Meski sama-sama mengusung otonomi untuk setiap daerah atau negara bagian, perbedaan krusial tetap ada dalam praktik penyelenggaraan pemerintahan daerah. Di negara federal, antarnegara bagian memiliki derajat perbedaan yang tinggi dalam desain kebijakan dan pengaturan daerah masing-masing. Sebaliknya, di negara kesatuan cenderung lebih seragam, karena sangat bergantung pada pedoman atau standar pemerintah pusat.

Karena Indonesia menganut prinsip unitary, terasa janggal bila kabupaten dan kota harus menanggung kesalahan-kesalahan yang tidak sepenuhnya diakibatkan oleh inisiatif mereka. Daerah justru harus menanggung beban anggaran tatkala pemerintah setiap tahun menaikkan gaji PNS. Begitu pula kebijakan rekrutmen PNS baru sangat bergantung pada kebijakan pemerintah yang ditetapkan Kementerian Pendayagunaan Aparatur Negara dan Reformasi Birokrasi.
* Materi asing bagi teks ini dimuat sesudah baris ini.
use serde::{Deserialize, Serialize};
use std::{borrow::Borrow, fmt};

/// Calendar year of an inventory vintage.
pub type Year = i32;

/// Emission source classification, e.g. `c1301_Personenwagen_Emissionen_Kanton`.
///
/// Group names such as `GNFR_F` are categories of a grouped inventory.
#[derive(Clone, PartialEq, Eq, Hash, PartialOrd, Ord, Serialize, Deserialize)]
#[serde(transparent)]
pub struct Category(String);

impl Category {
    pub fn new(name: impl Into<String>) -> Self {
        Self(name.into())
    }

    pub fn as_str(&self) -> &str {
        &self.0
    }
}

impl fmt::Debug for Category {
    fn fmt(&self, f: &mut fmt::Formatter<'_>) -> fmt::Result {
        f.debug_tuple("Category").field(&self.0).finish()
    }
}

impl fmt::Display for Category {
    fn fmt(&self, f: &mut fmt::Formatter<'_>) -> fmt::Result {
        f.pad(&self.0)
    }
}

impl Borrow<str> for Category {
    fn borrow(&self) -> &str {
        &self.0
    }
}

impl From<&str> for Category {
    fn from(name: &str) -> Self {
        Self::new(name)
    }
}

impl From<String> for Category {
    fn from(name: String) -> Self {
        Self(name)
    }
}

/// Chemical species tracked by an inventory, e.g. `CO2`.
#[derive(Clone, PartialEq, Eq, Hash, PartialOrd, Ord, Serialize, Deserialize)]
#[serde(transparent)]
pub struct Pollutant(String);

impl Pollutant {
    pub fn new(name: impl Into<String>) -> Self {
        Self(name.into())
    }

    pub fn as_str(&self) -> &str {
        &self.0
    }
}

impl fmt::Debug for Pollutant {
    fn fmt(&self, f: &mut fmt::Formatter<'_>) -> fmt::Result {
        f.debug_tuple("Pollutant").field(&self.0).finish()
    }
}

impl fmt::Display for Pollutant {
    fn fmt(&self, f: &mut fmt::Formatter<'_>) -> fmt::Result {
        f.pad(&self.0)
    }
}

impl Borrow<str> for Pollutant {
    fn borrow(&self) -> &str {
        &self.0
    }
}

impl From<&str> for Pollutant {
    fn from(name: &str) -> Self {
        Self::new(name)
    }
}
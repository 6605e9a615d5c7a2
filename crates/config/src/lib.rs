#![forbid(unsafe_code)]

mod error;
mod projection;
mod report;
mod share_order;
mod vintage;

pub use error::Error;
pub use projection::{Correction, Projection};
pub use report::{Adjustment, Report};
pub use share_order::ShareOrder;
pub use vintage::{CategoryChanges, Vintage};

use figment::{
    Figment,
    providers::{Env, Format, Serialized, Toml},
};
use serde::{Deserialize, Serialize};
use serde_with::{DisplayFromStr, serde_as};
use std::{collections::BTreeMap, path::Path};

/// Prefix of environment variables overriding file values, e.g.
/// `EMITREND_PROJECTION__TARGET_YEAR=2025`.
pub const ENV_PREFIX: &str = "EMITREND_";

#[serde_as]
#[derive(Debug, Clone, Serialize, Deserialize, PartialEq, Default)]
#[serde(default)]
pub struct Config {
    pub projection: Projection,

    /// Facility dropped from vintages with `exclude_facility = true`.
    pub facility: Option<String>,

    /// Base mapping from group name to its member categories.
    pub groups: BTreeMap<String, Vec<String>>,

    #[serde_as(as = "BTreeMap<DisplayFromStr, _>")]
    pub vintages: BTreeMap<i32, Vintage>,

    pub report: Report,
}

impl Config {
    /// A loadable starting point: the defaults plus one group and the two
    /// vintages a projection needs.
    pub fn template() -> Self {
        let vintage = |year: i32| Vintage {
            path: format!("inventory_{year}.csv").into(),
            ..Vintage::default()
        };
        let target = Projection::default().target_year;
        Self {
            groups: BTreeMap::from([(
                "GNFR_A".to_owned(),
                vec!["public_power".to_owned()],
            )]),
            vintages: [target - 7, target - 2]
                .into_iter()
                .map(|year| (year, vintage(year)))
                .collect(),
            ..Self::default()
        }
    }

    /// Load the config file at `path`, layered over the defaults and under
    /// `EMITREND_` environment variables.
    pub fn load(path: impl AsRef<Path>) -> Result<Self, Error> {
        let path = path.as_ref();
        if !path.is_file() {
            return Err(Error::InvalidPath(path.to_owned()));
        }

        let config: Self = Figment::from(Serialized::defaults(Self::default()))
            .merge(Toml::file(path))
            .merge(Env::prefixed(ENV_PREFIX).split("__"))
            .extract()
            .map_err(Box::new)?;

        config.validate()
    }

    /// Parse a config from TOML text without consulting the environment.
    pub fn from_toml_str(text: &str) -> Result<Self, Error> {
        let config: Self = toml_edit::de::from_str(text)?;
        config.validate()
    }

    pub fn to_toml_string(&self) -> Result<String, Error> {
        Ok(toml_edit::ser::to_string_pretty(self)?)
    }

    /// Latest configured vintage.
    pub fn base_year(&self) -> Option<i32> {
        self.vintages.keys().next_back().copied()
    }

    /// Latest vintage before the base year.
    pub fn prior_year(&self) -> Option<i32> {
        self.vintages.keys().rev().nth(1).copied()
    }

    fn validate(mut self) -> Result<Self, Error> {
        let (Some(base), Some(_)) = (self.base_year(), self.prior_year()) else {
            return Err(Error::NotEnoughVintages(self.vintages.len()));
        };

        let target = self.projection.target_year;
        if target <= base {
            return Err(Error::InvalidTargetYear { base, target });
        }

        if let Some(bad) = self.projection.corrections.iter().find(|c| !c.is_valid()) {
            return Err(Error::InvalidFactor {
                name: bad.name.clone(),
                factor: bad.factor,
            });
        }

        if let Some(bad) = self.report.adjustments.iter().find(|a| !a.is_valid()) {
            return Err(Error::InvalidAdjustment {
                group: bad.group.clone(),
                amount: bad.amount,
            });
        }

        if self.facility.is_none()
            && let Some((year, _)) = self.vintages.iter().find(|(_, v)| v.exclude_facility)
        {
            return Err(Error::MissingFacility(*year));
        }

        self.report = self.report.clamp();
        Ok(self)
    }
}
Terkait dengan struktur organisasi yang tidak ramping, itu pun berpedoman pada kebijakan pemerintah yang ditetapkan dalam PP 41/2007 tentang Organisasi Perangkat Daerah. Peraturan ini harus mengakomodasiasi penyelenggaraan setidaknya 14 urusan wajib yang didelegasikan ke daerah. Belum lagi, daerah harus berhadapan dengan fakta banyaknya jumlah institusi kementerian yang perlu pula diakomodasi kepentingannya di daerah.

Salah satunya melalui pendirian organisasi perangkat daerah yang memiliki kewenangan pelaksanaan urusan yang paralel dengan kementerian. Alasan pragmatisnya agar mampu menampung dan menyalurkan anggaran-anggaran kementerian itu di daerah.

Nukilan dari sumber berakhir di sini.